### Problem to solve
Print nothing except the lines of the listing below from the line with "of bytes written." to the line with "let read_started = Instant::now();", each exactly as written, both ends included.
:: Source data ::
use std::fs::{self, File};
use std::io::{self, Read, Write};
use std::path::Path;
use std::time::Instant;

use log::{debug, warn};

use crate::error::{Result, VoiceForgeError};
use crate::progress::{ProgressSink, ProgressState};

pub const CHUNK_SIZE: usize = 8 * 1024;
const AUDIO_HEAD_LEN: usize = 10;

/// Streams `body` into `dest` chunk by chunk, reporting throttled progress.
///
/// Stalls are detected through the transport's per-read deadline: a read that
/// times out fails the download with [`VoiceForgeError::StreamStalled`]. The
/// body is owned here and released before this returns, so no connection
/// outlives the call. Whatever was already written stays on disk. Returns the
/// number of bytes written.
pub fn stream_to_file<R: Read>(
    mut body: R,
    dest: &Path,
    state: &mut ProgressState,
    sink: &mut dyn ProgressSink,
) -> Result<u64> {
    let mut file = File::create(dest).map_err(|e| VoiceForgeError::file(dest, "create", e))?;
    let mut buf = vec![0u8; CHUNK_SIZE];
    let started = Instant::now();

    loop {
        let read_started = Instant::now();
        let n = match body.read(&mut buf) {
            Ok(0) => break,
            Ok(n) => n,
            Err(err) if err.kind() == io::ErrorKind::Interrupted => continue,
            Err(err) if is_read_timeout(&err) => {
                let waited = read_started.elapsed();
                warn!(
                    "no data for {:.1}s after {} bytes, aborting download",
                    waited.as_secs_f64(),
                    state.bytes_received()
                );
                return Err(VoiceForgeError::StreamStalled { waited });
            }
            Err(err) => {
                return Err(VoiceForgeError::Network {
                    message: format!("failed reading response body: {err}"),
                    status: None,
                });
            }
        };
        file.write_all(&buf[..n])
            .map_err(|e| VoiceForgeError::file(dest, "write", e))?;
        if let Some(update) = state.on_chunk(n, started.elapsed()) {
            sink.report(&update);
        }
    }

    file.flush()
        .and_then(|_| file.sync_all())
        .map_err(|e| VoiceForgeError::file(dest, "flush", e))?;
    debug!(
        "streamed {} bytes to {} in {:.2}s",
        state.bytes_received(),
        dest.display(),
        started.elapsed().as_secs_f64()
    );
    Ok(state.bytes_received())
}

/// The blocking reqwest body reports its read deadline as an `Other` error
/// wrapping a timed-out `reqwest::Error`.
fn is_read_timeout(err: &io::Error) -> bool {
    if matches!(
        err.kind(),
        io::ErrorKind::TimedOut | io::ErrorKind::WouldBlock
    ) {
        return true;
    }
    err.get_ref()
        .and_then(|inner| inner.downcast_ref::<reqwest::Error>())
        .is_some_and(reqwest::Error::is_timeout)
}

/// True for data starting with an ID3v2 tag or an MPEG audio frame sync.
pub fn looks_like_mp3(head: &[u8]) -> bool {
    match head {
        [b'I', b'D', b'3', ..] => true,
        [0xFF, second, ..] => second & 0xE0 == 0xE0,
        _ => false,
    }
}

/// Checks that `path` holds exactly `expected_len` bytes of MP3 audio.
pub fn verify_audio_file(path: &Path, expected_len: u64) -> Result<u64> {
    let size = fs::metadata(path)
        .map_err(|e| VoiceForgeError::file(path, "verify", e))?
        .len();
    if size == 0 {
        return Err(VoiceForgeError::MalformedResponse(
            "received empty audio data".to_string(),
        ));
    }
    if size != expected_len {
        return Err(VoiceForgeError::MalformedResponse(format!(
            "received {expected_len} bytes but {size} are on disk"
        )));
    }

    let mut head = [0u8; AUDIO_HEAD_LEN];
    let mut file = File::open(path).map_err(|e| VoiceForgeError::file(path, "verify", e))?;
    let read = file
        .read(&mut head)
        .map_err(|e| VoiceForgeError::file(path, "verify", e))?;
    if !looks_like_mp3(&head[..read]) {
        return Err(VoiceForgeError::MalformedResponse(
            "response body is not MP3 audio".to_string(),
        ));
    }
    Ok(size)
}

#[cfg(test)]
mod tests {
    use super::*;
    use crate::progress::{NoProgress, ProgressTuning, ProgressUpdate};
    use std::io::Cursor;
    use std::sync::Arc;
    use std::sync::atomic::{AtomicBool, Ordering};
    use std::thread;
    use std::time::Duration;
    use tempfile::TempDir;

    /// Sends an ID3 header, then times out like a transport read deadline.
    /// Flags `released` when dropped.
    struct StallingBody {
        sent: bool,
        deadline: Duration,
        released: Arc<AtomicBool>,
    }

    impl StallingBody {
        fn new(deadline: Duration) -> (Self, Arc<AtomicBool>) {
            let released = Arc::new(AtomicBool::new(false));
            let body = Self {
                sent: false,
                deadline,
                released: Arc::clone(&released),
            };
            (body, released)
        }
    }

    impl Read for StallingBody {
        fn read(&mut self, buf: &mut [u8]) -> io::Result<usize> {
            if !self.sent {
                self.sent = true;
                buf[..3].copy_from_slice(b"ID3");
                return Ok(3);
            }
            thread::sleep(self.deadline);
            Err(io::Error::new(io::ErrorKind::TimedOut, "read deadline elapsed"))
        }
    }

    impl Drop for StallingBody {
        fn drop(&mut self) {
            self.released.store(true, Ordering::SeqCst);
        }
    }

    struct BrokenBody;

    impl Read for BrokenBody {
        fn read(&mut self, _buf: &mut [u8]) -> io::Result<usize> {
            Err(io::Error::new(io::ErrorKind::ConnectionReset, "reset by peer"))
        }
    }

    fn fake_mp3(len: usize) -> Vec<u8> {
        let mut data = vec![0u8; len];
        data[..3].copy_from_slice(b"ID3");
        data
    }

    #[test]
    fn streams_whole_body_to_disk() {
        let dir = TempDir::new().expect("temp dir");
        let dest = dir.path().join("out.mp3");
        let body = fake_mp3(200_000);
        let mut state = ProgressState::new(ProgressTuning::default());

        let written = stream_to_file(Cursor::new(body.clone()), &dest, &mut state, &mut NoProgress)
            .expect("download succeeds");

        assert_eq!(written, 200_000);
        assert_eq!(fs::read(&dest).expect("read back"), body);
        assert_eq!(verify_audio_file(&dest, written).expect("valid"), 200_000);
    }

    #[test]
    fn reported_progress_stays_in_adaptive_band_and_never_decreases() {
        let dir = TempDir::new().expect("temp dir");
        let dest = dir.path().join("out.mp3");
        let mut updates: Vec<ProgressUpdate> = Vec::new();
        let mut sink = |u: &ProgressUpdate| updates.push(u.clone());
        let mut state = ProgressState::new(ProgressTuning::default());

        stream_to_file(Cursor::new(fake_mp3(1_000_000)), &dest, &mut state, &mut sink)
            .expect("download succeeds");

        assert!(!updates.is_empty());
        assert!(updates.windows(2).all(|w| w[0].percent <= w[1].percent));
        assert!(updates.iter().all(|u| (40..=90).contains(&u.percent)));
    }

    #[test]
    fn stalled_stream_fails_and_releases_the_body() {
        let dir = TempDir::new().expect("temp dir");
        let dest = dir.path().join("out.mp3");
        let mut updates: Vec<u8> = Vec::new();
        let mut sink = |u: &ProgressUpdate| updates.push(u.percent);
        let mut state = ProgressState::new(ProgressTuning::default());
        let (body, released) = StallingBody::new(Duration::from_millis(200));

        let err = stream_to_file(body, &dest, &mut state, &mut sink).expect_err("stall must fail");

        assert!(released.load(Ordering::SeqCst), "body still held after stall");
        match err {
            VoiceForgeError::StreamStalled { waited } => {
                assert!(waited >= Duration::from_millis(200), "{waited:?}")
            }
            other => panic!("expected stall, got {other}"),
        }
        assert!(updates.iter().all(|&p| p < 100));
        // partial output is left for the caller
        assert_eq!(fs::read(&dest).expect("partial file"), b"ID3");
    }

    #[test]
    fn read_errors_surface_as_network_errors() {
        let dir = TempDir::new().expect("temp dir");
        let dest = dir.path().join("out.mp3");
        let mut state = ProgressState::new(ProgressTuning::default());
        let err = stream_to_file(BrokenBody, &dest, &mut state, &mut NoProgress)
            .expect_err("broken body");
        assert!(matches!(err, VoiceForgeError::Network { status: None, .. }));
    }

    #[test]
    fn unwritable_destination_is_a_file_error() {
        let dir = TempDir::new().expect("temp dir");
        let mut state = ProgressState::new(ProgressTuning::default());

        let err = stream_to_file(Cursor::new(fake_mp3(64)), dir.path(), &mut state, &mut NoProgress)
            .expect_err("directory as destination");
        assert!(matches!(err, VoiceForgeError::File { operation: "create", .. }));

        let missing_parent = dir.path().join("absent").join("out.mp3");
        let err = stream_to_file(Cursor::new(fake_mp3(64)), &missing_parent, &mut state, &mut NoProgress)
            .expect_err("missing parent directory");
        assert!(matches!(err, VoiceForgeError::File { ref path, .. } if *path == missing_parent));
    }

    #[test]
    fn timeout_errors_are_recognised() {
        assert!(is_read_timeout(&io::Error::new(io::ErrorKind::TimedOut, "late")));
        assert!(!is_read_timeout(&io::Error::new(io::ErrorKind::ConnectionReset, "reset")));
        assert!(!is_read_timeout(&io::Error::other("plain")));
    }

    #[test]
    fn verification_rejects_non_audio_and_short_files() {
        let dir = TempDir::new().expect("temp dir");
        let json = dir.path().join("error.mp3");
        fs::write(&json, br#"{"message":"bad"}"#).expect("write");
        assert!(matches!(
            verify_audio_file(&json, 17),
            Err(VoiceForgeError::MalformedResponse(_))
        ));

        let short = dir.path().join("short.mp3");
        fs::write(&short, fake_mp3(10)).expect("write");
        assert!(matches!(
            verify_audio_file(&short, 20),
            Err(VoiceForgeError::MalformedResponse(_))
        ));
    }

    #[test]
    fn mp3_sniffing() {
        assert!(looks_like_mp3(b"ID3\x04\x00"));
        assert!(looks_like_mp3(&[0xFF, 0xFB, 0x90]));
        assert!(!looks_like_mp3(b"{\"error\""));
        assert!(!looks_like_mp3(&[]));
    }
}
use std::path::PathBuf;
use std::time::Duration;

#[derive(thiserror::Error, Debug)]
pub enum VoiceForgeError {
    #[error("authentication failed for {provider}: {message}")]
    Authentication { provider: String, message: String },

    #[error("network error: {message}{}", .status.map(|s| format!(" (HTTP {s})")).unwrap_or_default())]
    Network {
        message: String,
        status: Option<u16>,
    },

    #[error("stream stalled: no data received for {:.1}s", .waited.as_secs_f64())]
    StreamStalled { waited: Duration },

    #[error("failed to {operation} file {}: {message}", .path.display())]
    File {
        path: PathBuf,
        operation: &'static str,
        message: String,
    },

    #[error("preset '{name}' not found. Available: {}", .available.join(", "))]
    PresetNotFound {
        name: String,
        available: Vec<&'static str>,
    },

    #[error("malformed response: {0}")]
    MalformedResponse(String),

    #[error("configuration error ({key}): {message}")]
    Configuration { key: String, message: String },

    #[error("{provider}: {message}")]
    Service { provider: String, message: String },

    #[error("invalid parameter: {0}")]
    InvalidParameter(String),
}

pub type Result<T> = std::result::Result<T, VoiceForgeError>;

impl VoiceForgeError {
    pub(crate) fn file(
        path: impl Into<PathBuf>,
        operation: &'static str,
        message: impl ToString,
    ) -> Self {
        Self::File {
            path: path.into(),
            operation,
            message: message.to_string(),
        }
    }

    pub(crate) fn config(key: impl Into<String>, message: impl ToString) -> Self {
        Self::Configuration {
            key: key.into(),
            message: message.to_string(),
        }
    }
}

impl From<reqwest::Error> for VoiceForgeError {
    fn from(err: reqwest::Error) -> Self {
        let message = if err.is_timeout() {
            format!("request timed out: {err}")
        } else if err.is_connect() {
            format!("connection failed: {err}")
        } else {
            err.to_string()
        };
        Self::Network {
            message,
            status: err.status().map(|s| s.as_u16()),
        }
    }
}
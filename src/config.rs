use std::time::Duration;

use serde::{Deserialize, Serialize};

/// Default bound on waiting for the store lock.
pub const DEFAULT_LOCK_TIMEOUT_MS: u64 = 5_000;

/// Store tuning. Deserializable so hosts can load it with their own config.
#[derive(Debug, Clone, PartialEq, Eq, Serialize, Deserialize)]
#[serde(default)]
pub struct StoreConfig {
    /// Upper bound, in milliseconds, on any single wait for the store lock.
    pub lock_timeout_ms: u64,
}

impl Default for StoreConfig {
    fn default() -> Self {
        StoreConfig {
            lock_timeout_ms: DEFAULT_LOCK_TIMEOUT_MS,
        }
    }
}

impl StoreConfig {
    pub fn new() -> Self {
        Self::default()
    }

    pub fn with_lock_timeout(mut self, timeout: Duration) -> Self {
        self.lock_timeout_ms = u64::try_from(timeout.as_millis()).unwrap_or(u64::MAX);
        self
    }

    pub fn lock_timeout(&self) -> Duration {
        Duration::from_millis(self.lock_timeout_ms)
    }
}
//! RecordStore - abstract table storage with secondary indexes.

use std::collections::BTreeSet;

use super::{Batch, Operation};
use crate::error::{Result, StoreError};
use crate::meta::ModelMeta;
use crate::record::{Fields, Record, RecordId, RecordKey};

/// Abstract storage for records, their indexes and id counters.
///
/// Implementations must apply a [`Batch`] atomically: either every operation
/// and its index updates become visible, or none do. Store handles are
/// expected to be cheap to clone and share one underlying state.
pub trait RecordStore: Send + Sync {
    /// Create a table, or replace its schema and reindex existing records.
    fn register(&self, meta: ModelMeta) -> Result<()>;

    /// Schema of a registered table.
    fn meta(&self, table: &str) -> Result<ModelMeta>;

    /// Get a record by id. Fails with `NotFound` if absent.
    fn get(&self, table: &str, id: RecordId) -> Result<Record>;

    /// Ids whose indexed `field` holds `value`.
    fn lookup(&self, table: &str, field: &str, value: &str) -> Result<BTreeSet<RecordId>>;

    /// Records whose `field` holds `value`, through the index when the field
    /// is indexed and by scanning otherwise.
    fn filter(&self, table: &str, field: &str, value: &str) -> Result<Vec<Record>>;

    /// All ids of a table in ascending order.
    fn ids(&self, table: &str) -> Result<Vec<RecordId>>;

    fn len(&self, table: &str) -> Result<usize>;

    /// Remove every record and index entry of a table. Returns records removed.
    fn truncate(&self, table: &str) -> Result<usize>;

    /// Truncate several tables as one step: every table is checked first,
    /// then all are cleared together. Returns records removed.
    fn truncate_all(&self, tables: &[String]) -> Result<usize>;

    /// Recompute a table's indexes from its records.
    fn rebuild_indexes(&self, table: &str) -> Result<()>;

    /// Hand out the next unused id of a table.
    fn allocate_id(&self, table: &str) -> Result<RecordId>;

    /// Make sure a caller-chosen id is never handed out by `allocate_id`.
    fn reserve_id(&self, table: &str, id: RecordId) -> Result<()>;

    /// Commit version of a record, `0` when absent.
    fn version_of(&self, table: &str, id: RecordId) -> Result<u64>;

    /// Validate observed versions and apply every operation, or nothing.
    /// Returns the number of operations applied.
    fn apply(&self, batch: Batch) -> Result<usize>;

    fn is_empty(&self, table: &str) -> Result<bool> {
        Ok(self.len(table)? == 0)
    }

    fn contains(&self, table: &str, id: RecordId) -> Result<bool> {
        Ok(self.version_of(table, id)? != 0)
    }

    /// Persist a full field map, assigning an id when none is given.
    /// Index pairs are derived from the table's indexed fields.
    fn put(&self, table: &str, id: Option<RecordId>, fields: Fields) -> Result<RecordId> {
        let meta = self.meta(table)?;
        let id = match id {
            Some(id) => {
                self.reserve_id(table, id)?;
                id
            }
            None => self.allocate_id(table)?,
        };

        let mut batch = Batch::new();
        batch.observe(RecordKey::new(table, id), self.version_of(table, id)?);
        batch.push(Operation::Put {
            table: table.to_string(),
            id,
            indexes: meta.index_pairs(&fields),
            fields,
        });
        self.apply(batch)?;
        Ok(id)
    }

    /// Delete a record. Returns the count removed.
    fn delete(&self, table: &str, id: RecordId) -> Result<usize> {
        let version = self.version_of(table, id)?;
        if version == 0 {
            return Err(StoreError::not_found(table, id));
        }

        let mut batch = Batch::new();
        batch.observe(RecordKey::new(table, id), version);
        batch.push(Operation::Delete {
            table: table.to_string(),
            id,
        });
        self.apply(batch)
    }
}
:::
### Result below
/// number of bytes written.
pub fn stream_to_file<R: Read>(
    mut body: R,
    dest: &Path,
    state: &mut ProgressState,
    sink: &mut dyn ProgressSink,
) -> Result<u64> {
    let mut file = File::create(dest).map_err(|e| VoiceForgeError::file(dest, "create", e))?;
    let mut buf = vec![0u8; CHUNK_SIZE];
    let started = Instant::now();

    loop {
        let read_started = Instant::now();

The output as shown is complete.